Libyan court jails four human traffickers for up to 22 years, attorney general says


(Corrects second paragraph to ⁠say only one of the defendants was sentenced in absentia, not ⁠four)

TRIPOLI, April 28 (Reuters) - Libya's Tripoli Criminal Court on Tuesday convicted ‌four members of "a criminal gang" involved in human trafficking, abductions for ransom and torture, with sentences up to 22 years, the attorney general's office said on its Facebook page.

The ​attorney general's office did not disclose the names ⁠of the four defendants, who ⁠were sentenced to between 12 and 22 years in prison. One of ⁠the ‌defendants was sentenced in absentia.

Libya has become a transit route for migrants fleeing conflict and poverty to Europe via dangerous routes ⁠across the desert and over the Mediterranean since the ​toppling of Muammar ‌Gaddafi in a NATO-backed uprising in 2011.

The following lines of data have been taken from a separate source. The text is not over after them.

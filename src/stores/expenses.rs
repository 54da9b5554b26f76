//! Synchronized, paginated, filterable cache of expense records.
//!
//! The store owns the one live `ExpenseCache` and is its only writer. All
//! mutations are pessimistic: nothing changes locally until the server has
//! acknowledged. Page fetches are tagged with a monotonic sequence number
//! at issue time and a response is applied only while it is still the most
//! recently issued fetch, so a slow stale page/filter combination can never
//! clobber a faster newer one.
//!
//! The bearer token is re-read from the session at every issue point -
//! logout can land while a request is suspended, and the next request must
//! see it.

use std::sync::atomic::{AtomicU64, Ordering};

use parking_lot::Mutex;
use tokio::sync::watch;
use tracing::debug;

use crate::api::{ApiError, Transport};
use crate::auth::SessionState;
use crate::models::{ExpenseDraft, ExpenseFilters, ExpenseRecord};

/// Snapshot of the cached expense page plus its request status flags.
#[derive(Debug, Clone)]
pub struct ExpenseCache {
    pub items: Vec<ExpenseRecord>,
    pub page: u32,
    pub total_pages: u32,
    pub total: u64,
    pub filters: ExpenseFilters,
    pub loading: bool,
    /// A create/update/delete is in flight. The UI consults this to refuse
    /// a duplicate submission; the store itself does not deduplicate.
    pub saving: bool,
    pub error: Option<String>,
}

impl Default for ExpenseCache {
    fn default() -> Self {
        Self {
            items: Vec::new(),
            page: 1,
            total_pages: 1,
            total: 0,
            filters: ExpenseFilters::default(),
            loading: false,
            saving: false,
            error: None,
        }
    }
}

/// Outcome of `ExpenseStore::update`.
#[derive(Debug, Clone)]
pub enum UpdateOutcome {
    /// The draft matched the cached record field for field; no request was
    /// issued.
    Unchanged,
    Updated(ExpenseRecord),
}

pub struct ExpenseStore<T> {
    transport: T,
    session: watch::Receiver<SessionState>,
    cache: Mutex<ExpenseCache>,
    list_seq: AtomicU64,
}

impl<T: Transport> ExpenseStore<T> {
    pub fn new(transport: T, session: watch::Receiver<SessionState>) -> Self {
        Self {
            transport,
            session,
            cache: Mutex::new(ExpenseCache::default()),
            list_seq: AtomicU64::new(0),
        }
    }

    pub fn snapshot(&self) -> ExpenseCache {
        self.cache.lock().clone()
    }

    pub fn is_loading(&self) -> bool {
        self.cache.lock().loading
    }

    pub fn is_saving(&self) -> bool {
        self.cache.lock().saving
    }

    /// Clear the error banner.
    pub fn dismiss_error(&self) {
        self.cache.lock().error = None;
    }

    /// Current token at this instant. Requests issued after logout fail
    /// here without touching the transport.
    fn token(&self) -> Result<String, ApiError> {
        self.session
            .borrow()
            .token
            .clone()
            .ok_or(ApiError::Unauthorized)
    }

    /// Fetch one page of expenses matching `filters` and make it the cached
    /// page, unless a newer `list` call was issued while this one was in
    /// flight. A failed refetch keeps the previous items visible and only
    /// sets the error banner; superseded responses are dropped entirely,
    /// errors included.
    pub async fn list(&self, page: u32, filters: ExpenseFilters) -> Result<(), ApiError> {
        filters.validate()?;
        let seq = self.list_seq.fetch_add(1, Ordering::SeqCst) + 1;
        {
            let mut cache = self.cache.lock();
            cache.loading = true;
            cache.error = None;
        }

        let result = match self.token() {
            Ok(token) => self.transport.list_expenses(&token, page, &filters).await,
            Err(err) => Err(err),
        };

        let mut cache = self.cache.lock();
        if self.list_seq.load(Ordering::SeqCst) != seq {
            debug!(seq, "Discarding superseded expense page response");
            return Ok(());
        }
        cache.loading = false;
        match result {
            Ok(data) => {
                cache.items = data.expenses;
                cache.page = data.page;
                cache.total_pages = data.total_pages;
                cache.total = data.total;
                cache.filters = filters;
                Ok(())
            }
            Err(err) => {
                cache.error = Some(err.user_message("Unable to load expenses"));
                Err(err)
            }
        }
    }

    /// Create a new expense. The returned record is not spliced into the
    /// cached page - its position under the server's pagination and sort is
    /// unknown here - so the caller re-issues `list` for page 1 on success.
    pub async fn create(&self, draft: &ExpenseDraft) -> Result<ExpenseRecord, ApiError> {
        draft.validate()?;
        let token = self.token()?;
        {
            let mut cache = self.cache.lock();
            cache.saving = true;
            cache.error = None;
        }

        let result = self.transport.create_expense(&token, draft).await;

        let mut cache = self.cache.lock();
        cache.saving = false;
        match result {
            Ok(record) => Ok(record),
            Err(err) => {
                cache.error = Some(err.user_message("Failed to add expense"));
                Err(err)
            }
        }
    }

    /// Update an expense. A draft identical to the cached record is a no-op
    /// that issues zero requests. On success the matching cached record is
    /// replaced in place, preserving its position; other pages are not
    /// touched.
    pub async fn update(&self, id: &str, draft: &ExpenseDraft) -> Result<UpdateOutcome, ApiError> {
        {
            let cache = self.cache.lock();
            if let Some(existing) = cache.items.iter().find(|e| e.id == id) {
                if draft.matches(existing) {
                    debug!(id, "Update draft identical to cached record, skipping");
                    return Ok(UpdateOutcome::Unchanged);
                }
            }
        }

        draft.validate()?;
        let token = self.token()?;
        {
            let mut cache = self.cache.lock();
            cache.saving = true;
            cache.error = None;
        }

        let result = self.transport.update_expense(&token, id, draft).await;

        let mut cache = self.cache.lock();
        cache.saving = false;
        match result {
            Ok(record) => {
                if let Some(slot) = cache.items.iter_mut().find(|e| e.id == record.id) {
                    *slot = record.clone();
                }
                Ok(UpdateOutcome::Updated(record))
            }
            Err(err) => {
                cache.error = Some(err.user_message("Failed to update expense"));
                Err(err)
            }
        }
    }

    /// Delete an expense. On success the record leaves the cached page;
    /// whether the now-shorter page warrants a refetch (last item of the
    /// last page, say) is the caller's call - this store only guarantees
    /// local removal.
    pub async fn remove(&self, id: &str) -> Result<(), ApiError> {
        let token = self.token()?;
        {
            let mut cache = self.cache.lock();
            cache.saving = true;
            cache.error = None;
        }

        let result = self.transport.delete_expense(&token, id).await;

        let mut cache = self.cache.lock();
        cache.saving = false;
        match result {
            Ok(()) => {
                cache.items.retain(|e| e.id != id);
                Ok(())
            }
            Err(err) => {
                cache.error = Some(err.user_message("Failed to delete expense"));
                Err(err)
            }
        }
    }

    /// Fetch the CSV export for the filtered set. No retry on failure; the
    /// error lands in the banner and the caller offers nothing to download.
    pub async fn export(&self, filters: &ExpenseFilters) -> Result<Vec<u8>, ApiError> {
        filters.validate()?;
        let token = self.token()?;
        match self.transport.export_expenses(&token, filters).await {
            Ok(bytes) => Ok(bytes),
            Err(err) => {
                self.cache.lock().error = Some(err.user_message("Failed to export expenses"));
                Err(err)
            }
        }
    }
}
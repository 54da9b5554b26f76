use thiserror::Error;

#[derive(Error, Debug)]
pub enum ApiError {
    #[error("Invalid input: {0}")]
    Validation(String),

    #[error("Unauthorized - credential missing, invalid or expired")]
    Unauthorized,

    #[error("Access denied: {0}")]
    AccessDenied(String),

    #[error("Resource not found: {0}")]
    NotFound(String),

    #[error("Conflict: {0}")]
    Conflict(String),

    #[error("Server error: {0}")]
    ServerError(String),

    #[error("Network error: {0}")]
    Network(#[from] reqwest::Error),

    #[error("Invalid response: {0}")]
    InvalidResponse(String),
}

/// Maximum length for error response bodies in error messages
const MAX_ERROR_BODY_LENGTH: usize = 500;

impl ApiError {
    /// Truncate a response body to avoid logging excessive data.
    /// The cut must land on a char boundary: error bodies are arbitrary
    /// server output and may hold multibyte UTF-8 right at the limit.
    fn truncate_body(body: &str) -> String {
        if body.len() <= MAX_ERROR_BODY_LENGTH {
            return body.to_string();
        }
        let mut cut = MAX_ERROR_BODY_LENGTH;
        while !body.is_char_boundary(cut) {
            cut -= 1;
        }
        format!(
            "{}... (truncated, {} total bytes)",
            &body[..cut],
            body.len()
        )
    }

    /// Pull the server's `message`/`error` field out of a JSON error body.
    fn server_message(body: &str) -> Option<String> {
        let value: serde_json::Value = serde_json::from_str(body).ok()?;
        value
            .get("message")
            .or_else(|| value.get("error"))
            .and_then(|m| m.as_str())
            .map(str::to_string)
    }

    pub fn from_status(status: reqwest::StatusCode, body: &str) -> Self {
        let detail = Self::server_message(body).unwrap_or_else(|| Self::truncate_body(body));
        match status.as_u16() {
            401 => ApiError::Unauthorized,
            403 => ApiError::AccessDenied(detail),
            404 => ApiError::NotFound(detail),
            409 => ApiError::Conflict(detail),
            500..=599 => ApiError::ServerError(detail),
            _ => ApiError::InvalidResponse(format!("Status {}: {}", status, detail)),
        }
    }

    /// The string stores record in their error fields for the UI to display.
    /// Server-provided detail is preferred where it is meaningful to a user;
    /// transport and server internals fall back to the caller's wording.
    pub fn user_message(&self, fallback: &str) -> String {
        match self {
            ApiError::Validation(msg) => msg.clone(),
            ApiError::Unauthorized => "Your session has expired. Please log in again.".to_string(),
            ApiError::AccessDenied(msg) | ApiError::NotFound(msg) | ApiError::Conflict(msg)
                if !msg.is_empty() =>
            {
                msg.clone()
            }
            _ => fallback.to_string(),
        }
    }
}
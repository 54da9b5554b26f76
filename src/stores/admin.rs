//! Read-mostly cache of administrative statistics and the user list.
//!
//! Role enforcement is upstream: the route guard keeps non-admins away from
//! the views that drive this store, and the store does not re-check. The
//! three operations are independent - each has its own in-flight flag and
//! error field, so a failing stats fetch neither blocks nor clears a loaded
//! user list.

use parking_lot::Mutex;
use tokio::sync::watch;
use tracing::debug;

use crate::api::{ApiError, Transport};
use crate::auth::SessionState;
use crate::models::{AdminStats, AdminUser};

#[derive(Debug, Clone, Default)]
pub struct AdminCache {
    pub stats: Option<AdminStats>,
    pub users: Vec<AdminUser>,
    pub stats_loading: bool,
    pub users_loading: bool,
    pub deleting: bool,
    pub stats_error: Option<String>,
    pub users_error: Option<String>,
    pub delete_error: Option<String>,
}

pub struct AdminStore<T> {
    transport: T,
    session: watch::Receiver<SessionState>,
    cache: Mutex<AdminCache>,
}

impl<T: Transport> AdminStore<T> {
    pub fn new(transport: T, session: watch::Receiver<SessionState>) -> Self {
        Self {
            transport,
            session,
            cache: Mutex::new(AdminCache::default()),
        }
    }

    pub fn snapshot(&self) -> AdminCache {
        self.cache.lock().clone()
    }

    fn token(&self) -> Result<String, ApiError> {
        self.session
            .borrow()
            .token
            .clone()
            .ok_or(ApiError::Unauthorized)
    }

    /// Replace the cached statistics wholesale. On failure the previous
    /// snapshot stays visible behind the error message.
    pub async fn load_stats(&self) -> Result<(), ApiError> {
        {
            let mut cache = self.cache.lock();
            cache.stats_loading = true;
            cache.stats_error = None;
        }

        let result = match self.token() {
            Ok(token) => self.transport.admin_stats(&token).await,
            Err(err) => Err(err),
        };

        let mut cache = self.cache.lock();
        cache.stats_loading = false;
        match result {
            Ok(stats) => {
                cache.stats = Some(stats);
                Ok(())
            }
            Err(err) => {
                cache.stats_error = Some(err.user_message("Unable to load admin stats"));
                Err(err)
            }
        }
    }

    /// Replace the cached user list wholesale; same failure contract as
    /// `load_stats`.
    pub async fn load_users(&self) -> Result<(), ApiError> {
        {
            let mut cache = self.cache.lock();
            cache.users_loading = true;
            cache.users_error = None;
        }

        let result = match self.token() {
            Ok(token) => self.transport.admin_users(&token).await,
            Err(err) => Err(err),
        };

        let mut cache = self.cache.lock();
        cache.users_loading = false;
        match result {
            Ok(users) => {
                cache.users = users;
                Ok(())
            }
            Err(err) => {
                cache.users_error = Some(err.user_message("Unable to load users"));
                Err(err)
            }
        }
    }

    /// Delete a user account. On success the matching row leaves the cached
    /// list; no re-fetch is triggered. Callers must have checked
    /// `AdminUser::deletable` - administrator rows are never offered for
    /// deletion upstream.
    pub async fn delete_user(&self, id: &str) -> Result<(), ApiError> {
        let token = self.token()?;
        {
            let mut cache = self.cache.lock();
            cache.deleting = true;
            cache.delete_error = None;
        }

        let result = self.transport.delete_user(&token, id).await;

        let mut cache = self.cache.lock();
        cache.deleting = false;
        match result {
            Ok(()) => {
                cache.users.retain(|u| u.id != id);
                debug!(id, "Removed user from cached list");
                Ok(())
            }
            Err(err) => {
                cache.delete_error = Some(err.user_message("Unable to delete user"));
                Err(err)
            }
        }
    }
}
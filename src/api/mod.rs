//! REST API transport for the SpendTrack backend.
//!
//! This module provides the `Transport` trait - the seam the session
//! machine and resource stores depend on - together with `HttpClient`,
//! its reqwest implementation, and the `ApiError` taxonomy.
//!
//! The API uses bearer token authentication obtained through the
//! `/auth/login` endpoint.

pub mod client;
pub mod error;
pub mod transport;

pub use client::HttpClient;
pub use error::ApiError;
pub use transport::{AuthSession, Transport};
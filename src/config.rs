//! Client configuration management.
//!
//! Holds the API base URL override and the last used login email (to
//! pre-fill the login form). Stored at
//! `~/.config/spendtrack/config.json`.

use std::path::PathBuf;

use anyhow::Result;
use serde::{Deserialize, Serialize};

/// Application name used for the config directory path
const APP_NAME: &str = "spendtrack";

/// Config file name
const CONFIG_FILE: &str = "config.json";

/// Default deployment of the SpendTrack backend
const DEFAULT_API_BASE_URL: &str = "https://api.spendtrack.app/api";

#[derive(Debug, Clone, Serialize, Deserialize, Default)]
pub struct Config {
    pub api_base_url: Option<String>,
    pub last_email: Option<String>,
}

impl Config {
    pub fn load() -> Result<Self> {
        let path = Self::config_path()?;
        if path.exists() {
            let contents = std::fs::read_to_string(&path)?;
            Ok(serde_json::from_str(&contents)?)
        } else {
            Ok(Self::default())
        }
    }

    pub fn save(&self) -> Result<()> {
        let path = Self::config_path()?;
        if let Some(parent) = path.parent() {
            std::fs::create_dir_all(parent)?;
        }
        let contents = serde_json::to_string_pretty(self)?;
        std::fs::write(path, contents)?;
        Ok(())
    }

    pub fn api_base_url(&self) -> &str {
        self.api_base_url.as_deref().unwrap_or(DEFAULT_API_BASE_URL)
    }

    fn config_path() -> Result<PathBuf> {
        let config_dir =
            dirs::config_dir().ok_or_else(|| anyhow::anyhow!("Could not find config directory"))?;
        Ok(config_dir.join(APP_NAME).join(CONFIG_FILE))
    }
}

#[cfg(test)]
mod tests {
    use super::*;

    #[test]
    fn test_base_url_falls_back_to_default() {
        let config = Config::default();
        assert_eq!(config.api_base_url(), DEFAULT_API_BASE_URL);

        let overridden = Config {
            api_base_url: Some("http://localhost:5000/api".into()),
            last_email: None,
        };
        assert_eq!(overridden.api_base_url(), "http://localhost:5000/api");
    }
}
//! The transport seam between stores and the SpendTrack REST API.
//!
//! Session and store logic depends on this trait rather than on a concrete
//! HTTP client, so the whole synchronization layer can be exercised against
//! in-memory transports in tests. The bearer token is passed explicitly on
//! every call: callers must read the current token at the moment a request
//! is issued, never hold one across an await.

use serde::Deserialize;

use crate::models::{AdminStats, AdminUser, ExpenseDraft, ExpenseFilters, ExpensePage, ExpenseRecord, Identity};

use super::ApiError;

/// Successful login payload: a fresh bearer token plus the account it proves.
#[derive(Debug, Clone, Deserialize)]
pub struct AuthSession {
    pub token: String,
    pub user: Identity,
}

// Callers run on a single logical task; no Send bound is required on the
// returned futures.
#[allow(async_fn_in_trait)]
pub trait Transport {
    /// `POST /auth/login`
    async fn login(&self, email: &str, password: &str) -> Result<AuthSession, ApiError>;

    /// `POST /auth/register` - creates the account, does not authenticate.
    async fn register(&self, name: &str, email: &str, password: &str) -> Result<(), ApiError>;

    /// `GET /auth/me` - resolve a bearer token into its identity.
    async fn me(&self, token: &str) -> Result<Identity, ApiError>;

    /// `GET /expenses` - one page of records matching the filters.
    async fn list_expenses(
        &self,
        token: &str,
        page: u32,
        filters: &ExpenseFilters,
    ) -> Result<ExpensePage, ApiError>;

    /// `POST /expenses` - returns the persisted record.
    async fn create_expense(
        &self,
        token: &str,
        draft: &ExpenseDraft,
    ) -> Result<ExpenseRecord, ApiError>;

    /// `PUT /expenses/{id}` - returns the persisted record.
    async fn update_expense(
        &self,
        token: &str,
        id: &str,
        draft: &ExpenseDraft,
    ) -> Result<ExpenseRecord, ApiError>;

    /// `DELETE /expenses/{id}`
    async fn delete_expense(&self, token: &str, id: &str) -> Result<(), ApiError>;

    /// `GET /expenses/export` - CSV bytes for the filtered set.
    async fn export_expenses(
        &self,
        token: &str,
        filters: &ExpenseFilters,
    ) -> Result<Vec<u8>, ApiError>;

    /// `GET /admin/stats`
    async fn admin_stats(&self, token: &str) -> Result<AdminStats, ApiError>;

    /// `GET /admin/users`
    async fn admin_users(&self, token: &str) -> Result<Vec<AdminUser>, ApiError>;

    /// `DELETE /admin/users/{id}`
    async fn delete_user(&self, token: &str, id: &str) -> Result<(), ApiError>;
}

Charges against the four defendants ⁠including smuggling illegal ​migrants from Zuwara, a coastal city west of Tripoli, the attorney general's office said.

The gang also kidnapped migrants, forcing their families to pay ransom by sending ⁠them "videos documenting the victims' torture", it added.

At ​least 17 bodies believed to be migrants were recovered by a medical service centre two weeks ago from the shores of Zuwara.

On Monday, the Public ⁠Prosecutor's Office ordered the arrest of "a criminal gang" that sent migrants from the eastern Libyan city of Tobruk to the northern Mediterranean on a dilapidated and unsafe boat that capsized and resulted in the death of 38 ​Sudanese, Egyptian, and Ethiopian nationals.

In November, several ⁠states including Britain, Spain, Norway and Sierra Leone urged Libya at a U.N. ​meeting in Geneva to close detention centres ‌where rights groups say migrants and refugees ​have been tortured, abused and sometimes killed.